Saved entries:
§

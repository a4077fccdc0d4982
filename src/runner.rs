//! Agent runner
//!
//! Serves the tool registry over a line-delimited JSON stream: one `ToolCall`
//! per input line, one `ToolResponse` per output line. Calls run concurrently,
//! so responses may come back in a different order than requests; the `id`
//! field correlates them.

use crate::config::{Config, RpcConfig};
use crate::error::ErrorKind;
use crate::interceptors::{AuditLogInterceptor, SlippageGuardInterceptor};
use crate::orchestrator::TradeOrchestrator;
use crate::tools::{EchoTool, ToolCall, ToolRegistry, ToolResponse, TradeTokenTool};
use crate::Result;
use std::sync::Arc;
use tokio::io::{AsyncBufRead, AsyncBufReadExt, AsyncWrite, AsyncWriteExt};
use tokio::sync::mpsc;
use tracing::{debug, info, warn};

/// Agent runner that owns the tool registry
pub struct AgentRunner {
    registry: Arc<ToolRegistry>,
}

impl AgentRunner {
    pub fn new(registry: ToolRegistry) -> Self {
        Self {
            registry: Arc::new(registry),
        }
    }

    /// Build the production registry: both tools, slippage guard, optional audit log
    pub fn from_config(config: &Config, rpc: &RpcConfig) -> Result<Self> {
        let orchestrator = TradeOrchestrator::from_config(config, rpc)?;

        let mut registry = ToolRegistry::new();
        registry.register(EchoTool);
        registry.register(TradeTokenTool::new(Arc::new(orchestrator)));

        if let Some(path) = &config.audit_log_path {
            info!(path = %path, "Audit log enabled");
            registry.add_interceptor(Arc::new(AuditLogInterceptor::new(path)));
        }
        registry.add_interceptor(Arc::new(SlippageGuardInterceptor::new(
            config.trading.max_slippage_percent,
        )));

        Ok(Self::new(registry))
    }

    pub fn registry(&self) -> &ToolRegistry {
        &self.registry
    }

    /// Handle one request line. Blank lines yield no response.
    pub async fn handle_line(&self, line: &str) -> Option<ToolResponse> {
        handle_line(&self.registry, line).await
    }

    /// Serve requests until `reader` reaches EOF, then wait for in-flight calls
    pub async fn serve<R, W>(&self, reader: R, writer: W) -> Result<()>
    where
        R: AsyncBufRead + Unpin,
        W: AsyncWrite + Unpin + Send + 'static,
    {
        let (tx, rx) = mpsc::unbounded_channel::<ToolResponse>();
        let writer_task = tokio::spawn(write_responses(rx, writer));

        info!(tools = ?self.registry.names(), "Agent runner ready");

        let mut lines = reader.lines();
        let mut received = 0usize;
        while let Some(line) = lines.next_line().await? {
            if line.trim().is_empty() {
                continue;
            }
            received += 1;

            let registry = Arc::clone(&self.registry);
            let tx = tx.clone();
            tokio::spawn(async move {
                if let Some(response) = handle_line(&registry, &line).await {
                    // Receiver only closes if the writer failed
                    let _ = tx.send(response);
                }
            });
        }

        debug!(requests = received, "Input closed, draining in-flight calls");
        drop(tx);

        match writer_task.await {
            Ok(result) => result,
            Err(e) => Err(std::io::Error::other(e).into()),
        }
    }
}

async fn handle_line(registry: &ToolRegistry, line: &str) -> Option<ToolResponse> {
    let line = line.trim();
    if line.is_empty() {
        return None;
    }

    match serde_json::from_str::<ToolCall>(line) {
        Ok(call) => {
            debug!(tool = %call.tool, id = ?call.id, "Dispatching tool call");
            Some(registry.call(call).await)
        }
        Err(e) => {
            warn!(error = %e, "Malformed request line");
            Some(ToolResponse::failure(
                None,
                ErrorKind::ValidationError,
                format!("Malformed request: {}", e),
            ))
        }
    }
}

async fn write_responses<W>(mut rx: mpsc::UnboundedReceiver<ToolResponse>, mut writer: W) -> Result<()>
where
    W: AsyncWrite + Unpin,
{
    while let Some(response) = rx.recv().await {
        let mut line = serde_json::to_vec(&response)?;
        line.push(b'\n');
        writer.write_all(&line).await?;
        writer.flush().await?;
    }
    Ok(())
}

§

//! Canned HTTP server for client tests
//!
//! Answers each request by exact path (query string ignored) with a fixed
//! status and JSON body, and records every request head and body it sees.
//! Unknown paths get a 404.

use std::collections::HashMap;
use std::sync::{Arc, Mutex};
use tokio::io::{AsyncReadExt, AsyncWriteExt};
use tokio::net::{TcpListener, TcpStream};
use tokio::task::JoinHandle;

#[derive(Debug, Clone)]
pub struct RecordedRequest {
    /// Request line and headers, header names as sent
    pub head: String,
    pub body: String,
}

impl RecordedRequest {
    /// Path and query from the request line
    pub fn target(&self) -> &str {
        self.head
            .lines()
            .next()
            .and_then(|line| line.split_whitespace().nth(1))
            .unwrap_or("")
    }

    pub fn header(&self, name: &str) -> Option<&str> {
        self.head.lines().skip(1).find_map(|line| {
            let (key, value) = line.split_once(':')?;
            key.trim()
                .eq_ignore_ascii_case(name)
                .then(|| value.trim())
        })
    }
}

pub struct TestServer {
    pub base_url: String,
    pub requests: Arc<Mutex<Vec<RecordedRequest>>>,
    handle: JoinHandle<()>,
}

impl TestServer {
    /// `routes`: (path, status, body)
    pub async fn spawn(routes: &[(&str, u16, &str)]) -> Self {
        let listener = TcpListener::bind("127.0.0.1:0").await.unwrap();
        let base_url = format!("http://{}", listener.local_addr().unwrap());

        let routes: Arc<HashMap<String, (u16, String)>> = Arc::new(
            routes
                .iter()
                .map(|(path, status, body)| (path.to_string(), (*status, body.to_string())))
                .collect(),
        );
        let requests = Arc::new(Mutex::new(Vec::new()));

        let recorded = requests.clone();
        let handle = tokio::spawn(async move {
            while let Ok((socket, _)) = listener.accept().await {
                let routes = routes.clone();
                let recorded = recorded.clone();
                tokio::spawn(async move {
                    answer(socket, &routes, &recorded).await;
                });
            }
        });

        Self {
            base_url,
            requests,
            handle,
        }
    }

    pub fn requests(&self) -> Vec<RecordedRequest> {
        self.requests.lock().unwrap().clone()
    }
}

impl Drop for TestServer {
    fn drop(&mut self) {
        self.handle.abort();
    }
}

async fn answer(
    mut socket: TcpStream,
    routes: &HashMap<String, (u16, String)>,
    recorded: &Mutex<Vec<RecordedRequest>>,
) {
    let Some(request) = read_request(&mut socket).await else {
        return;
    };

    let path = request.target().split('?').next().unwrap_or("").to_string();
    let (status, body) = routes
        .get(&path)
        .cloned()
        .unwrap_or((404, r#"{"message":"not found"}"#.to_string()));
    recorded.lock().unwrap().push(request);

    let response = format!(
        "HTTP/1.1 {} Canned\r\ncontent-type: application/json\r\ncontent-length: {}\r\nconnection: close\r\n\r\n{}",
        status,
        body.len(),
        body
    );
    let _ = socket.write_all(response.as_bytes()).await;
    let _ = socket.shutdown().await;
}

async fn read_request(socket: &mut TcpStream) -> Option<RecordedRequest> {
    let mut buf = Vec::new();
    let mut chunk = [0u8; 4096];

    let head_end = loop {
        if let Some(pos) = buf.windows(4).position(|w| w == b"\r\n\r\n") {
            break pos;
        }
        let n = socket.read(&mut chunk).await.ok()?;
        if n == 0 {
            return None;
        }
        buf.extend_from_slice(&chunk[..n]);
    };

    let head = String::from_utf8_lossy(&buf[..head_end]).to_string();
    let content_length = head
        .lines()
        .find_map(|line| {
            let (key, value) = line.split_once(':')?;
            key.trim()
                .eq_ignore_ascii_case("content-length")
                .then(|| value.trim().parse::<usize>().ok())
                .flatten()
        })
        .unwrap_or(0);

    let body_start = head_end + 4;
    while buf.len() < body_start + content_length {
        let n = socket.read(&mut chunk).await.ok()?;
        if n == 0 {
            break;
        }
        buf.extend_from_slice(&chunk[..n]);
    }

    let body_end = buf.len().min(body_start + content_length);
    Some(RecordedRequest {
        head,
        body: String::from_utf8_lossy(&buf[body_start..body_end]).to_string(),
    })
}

§

The reply should consist solely of the lines above from the one that has "repository a4077fccdc0d4982" through the one that has "pub struct AgentRunner", reproduced exactly.

repository a4077fccdc0d4982
filename src/runner.rs
//! Agent runner
//!
//! Serves the tool registry over a line-delimited JSON stream: one `ToolCall`
//! per input line, one `ToolResponse` per output line. Calls run concurrently,
//! so responses may come back in a different order than requests; the `id`
//! field correlates them.

use crate::config::{Config, RpcConfig};
use crate::error::ErrorKind;
use crate::interceptors::{AuditLogInterceptor, SlippageGuardInterceptor};
use crate::orchestrator::TradeOrchestrator;
use crate::tools::{EchoTool, ToolCall, ToolRegistry, ToolResponse, TradeTokenTool};
use crate::Result;
use std::sync::Arc;
use tokio::io::{AsyncBufRead, AsyncBufReadExt, AsyncWrite, AsyncWriteExt};
use tokio::sync::mpsc;
use tracing::{debug, info, warn};

/// Agent runner that owns the tool registry
pub struct AgentRunner {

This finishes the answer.